You just never know.
This old home movie might be a really interesting glimpse into the past.
Or a slide, an old discarded slide that was gonna be thrown out, and there it is.
- 1953, the PB, Pacific Beach.
You know, queen of the parade, you know?
- [Ken] A snapshot of history, an instant in time that would've been lost to time, but he saved it.
It's what he does.
- I pick up large amounts of slides, and photos, and films, and all sorts of media.
(bright music) - [Ken] Here's another, it's a movie taken at a kid's party in El Cajon in 1956.
Might be, it was gonna get tossed.
Nobody cared about it, but he said, "I'll take it."
And so this little event, this backyard competition on film is rescued, and with it a window into what life on just that day at just that moment was like.

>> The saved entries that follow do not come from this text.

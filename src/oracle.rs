//! Truth-table construction of the diagonal phase oracle.

use miette::Diagnostic;
use thiserror::Error;
use tracing::{debug, info};

use crate::{typed_syntax::BoolExpr, variables::VariableList};

/// Largest number of variables a truth table is built for.
pub const MAX_VARIABLES: usize = 24;

/// Errors raised while building an oracle.
#[derive(Clone, Debug, PartialEq, Eq, Error, Diagnostic)]
pub enum OracleError {
    /// The truth table would have more than `2^MAX_VARIABLES` rows.
    #[error("{count} variables exceed the truth-table limit of {max}")]
    #[diagnostic(code(oracle::too_many_variables))]
    TooManyVariables {
        /// Number of variables in the expression
        count: usize,
        /// The limit
        max: usize,
    },
}

/// The diagonal of a phase oracle: `-1` on satisfying assignments, `+1` elsewhere.
///
/// Entries are in assignment-index order (see `crate::variables` for the bit order).
/// The number of `-1` entries always equals `solution_count()`.
#[derive(Clone, Debug, PartialEq, Eq)]
pub struct OracleSpec {
    qubits: usize,
    phases: Vec<i8>,
    solution_count: usize,
}

impl OracleSpec {
    pub fn qubits(&self) -> usize {
        self.qubits
    }

    /// The signed diagonal, one entry per assignment index.
    pub fn phases(&self) -> &[i8] {
        &self.phases
    }

    pub fn len(&self) -> usize {
        self.phases.len()
    }

    pub fn is_empty(&self) -> bool {
        self.phases.is_empty()
    }

    pub fn solution_count(&self) -> usize {
        self.solution_count
    }

    /// True when no assignment satisfies the expression. There is nothing to search for.
    pub fn is_unsatisfiable(&self) -> bool {
        self.solution_count == 0
    }

    /// Whether assignment index `i` is marked.
    pub fn is_solution(&self, i: usize) -> bool {
        self.phases.get(i) == Some(&-1)
    }

    /// Indices of the satisfying assignments, ascending.
    pub fn solutions(&self) -> impl Iterator<Item = usize> + '_ {
        self.phases
            .iter()
            .enumerate()
            .filter(|(_, p)| **p == -1)
            .map(|(i, _)| i)
    }
}

/// Evaluate `expr` on every assignment of `vars` and record the phase diagonal.
pub fn build(expr: &BoolExpr, vars: &VariableList) -> Result<OracleSpec, OracleError> {
    let qubits = vars.len();
    if qubits > MAX_VARIABLES {
        return Err(OracleError::TooManyVariables {
            count: qubits,
            max: MAX_VARIABLES,
        });
    }

    let mut phases = Vec::with_capacity(vars.search_space());
    let mut solution_count = 0;
    for i in 0..vars.search_space() {
        if expr.eval(&vars.assignment(i)) {
            phases.push(-1);
            solution_count += 1;
        } else {
            phases.push(1);
        }
    }

    debug!(rows = phases.len(), "evaluated truth table");
    info!(solutions = solution_count, qubits, "built phase oracle");
    Ok(OracleSpec {
        qubits,
        phases,
        solution_count,
    })
}
//! Extraction of the boolean expression and its free variables from HDL source.
//!
//! The source must contain an assignment `target <= expression;`. Only the first
//! such statement is used. The whole text is ASCII-lowercased before scanning,
//! which keeps byte offsets intact, so every span reported here indexes the
//! caller's original text.

use std::ops::Range;

use miette::{Diagnostic, SourceSpan};
use thiserror::Error;
use tracing::debug;
use winnow::{
    LocatingSlice, Parser,
    combinator::{preceded, terminated},
    error::ContextError,
    token::take,
};

use crate::{
    lexer,
    raw_syntax::{ExprR, expr, locate},
    text::{Spanned, ToDoc, char_offset, trivia},
    typed_syntax::BoolExpr,
    variables::VariableList,
};

/// Errors raised while extracting the expression.
#[derive(Clone, Debug, PartialEq, Eq, Error, Diagnostic)]
pub enum ExtractError {
    /// No `target <= expression;` statement in the source.
    #[error("no assignment of the form `target <= expression;` found")]
    #[diagnostic(
        code(extract::no_assignment),
        help("the input needs one statement such as `out <= a and (b xor c);`")
    )]
    NoAssignmentFound,

    /// A token that is neither a variable, a literal, a parenthesis nor a keyword.
    #[error("unsupported operator `{token}`")]
    #[diagnostic(
        code(extract::unsupported_operator),
        help("use identifiers, parentheses, '0', '1' and the keywords and, or, not, xor, nand, nor, xnor")
    )]
    UnsupportedOperator {
        token: String,
        /// Location of the token
        #[label("not a variable or boolean keyword")]
        span: SourceSpan,
    },

    /// The tokens are all valid but do not form an expression.
    #[error("malformed expression: {message}")]
    #[diagnostic(code(extract::malformed_expression))]
    MalformedExpression {
        /// Parser description of the problem
        message: String,
        /// Where parsing stopped
        #[label("parsing stopped here")]
        span: SourceSpan,
    },

    /// A variable that is not in the variable list the expression was resolved against.
    #[error("unknown variable `{name}`")]
    #[diagnostic(code(extract::unknown_variable))]
    UnknownVariable {
        name: String,
        /// Location of the variable
        #[label("not in the variable list")]
        span: SourceSpan,
    },
}

/// A parsed and resolved assignment statement.
#[derive(Clone, Debug, PartialEq)]
pub struct Assignment {
    /// The assigned signal, with its span
    pub target: Spanned<Range<usize>, String>,
    /// The right-hand side as parsed
    pub raw: ExprR<Range<usize>>,
    /// The right-hand side resolved against `variables`
    pub expr: BoolExpr,
    /// Sorted free variables of the right-hand side
    pub variables: VariableList,
}

fn describe(err: &ContextError) -> String {
    let message = err.to_string();
    if message.is_empty() {
        "unexpected input".to_owned()
    } else {
        message.replace('\n', "; ")
    }
}

/// Parse the first assignment in `source`.
pub fn parse_assignment(source: &str) -> Result<Assignment, ExtractError> {
    let normalized = source.to_ascii_lowercase();
    let site = locate(&normalized).ok_or(ExtractError::NoAssignmentFound)?;

    let tokens = lexer::tokenize(&normalized, site.rhs.clone());
    if let Some(bad) = lexer::first_unsupported(&tokens) {
        return Err(ExtractError::UnsupportedOperator {
            token: source[bad.span.clone()].to_owned(),
            span: bad.span.clone().into(),
        });
    }
    let variables = VariableList::from_names(lexer::identifiers(&tokens).cloned());

    let region = &normalized[..site.rhs.end];
    let raw = preceded(
        take(char_offset(&normalized, site.rhs.start)),
        terminated(expr, trivia),
    )
    .parse(LocatingSlice::new(region))
    .map_err(|e| ExtractError::MalformedExpression {
        message: describe(e.inner()),
        span: (e.offset(), 0).into(),
    })?;
    let expr = raw.resolve(&variables)?;

    debug!(
        target_signal = %site.target.inner,
        parsed = %raw.to_doc().pretty(80),
        variables = %variables,
        nodes = expr.size(),
        "extracted assignment"
    );
    Ok(Assignment {
        target: Spanned {
            inner: source[site.target.span.clone()].to_owned(),
            span: site.target.span,
        },
        raw,
        expr,
        variables,
    })
}

/// Extract the expression and its sorted variable list from `source`.
pub fn extract(source: &str) -> Result<(BoolExpr, VariableList), ExtractError> {
    parse_assignment(source).map(|a| (a.expr, a.variables))
}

(jaunty music) Miles of home movies.
(drums beating) Thousands of old photos and slides collected through the years.
(bright music) (camera whirring) And the thing is, most of the time, when he buys a bunch of them for a few dollars, Mr.
P. Hicks, that's his name, P. Hicks, has no idea what's on them.
- I don't know what it is I'm buying.
I'm just, I'm buying it blind or I'm acquiring it blind.
And I don't know until I get home what it is I've got.
(jaunty music) (camera whirring) This is all slides and photographs.
- [Ken] Hundreds and thousands of images (jaunty music) (camera whirring) and film of just random things, sometimes with sound.
Here's Balboa Park 50 years ago.
(country music) - I got this stuff kind of coming out my ears here.
- [Ken] And where do they all come from?
Well, garage sales, estate sales, and places where people are getting rid of photographs, recording tape, film.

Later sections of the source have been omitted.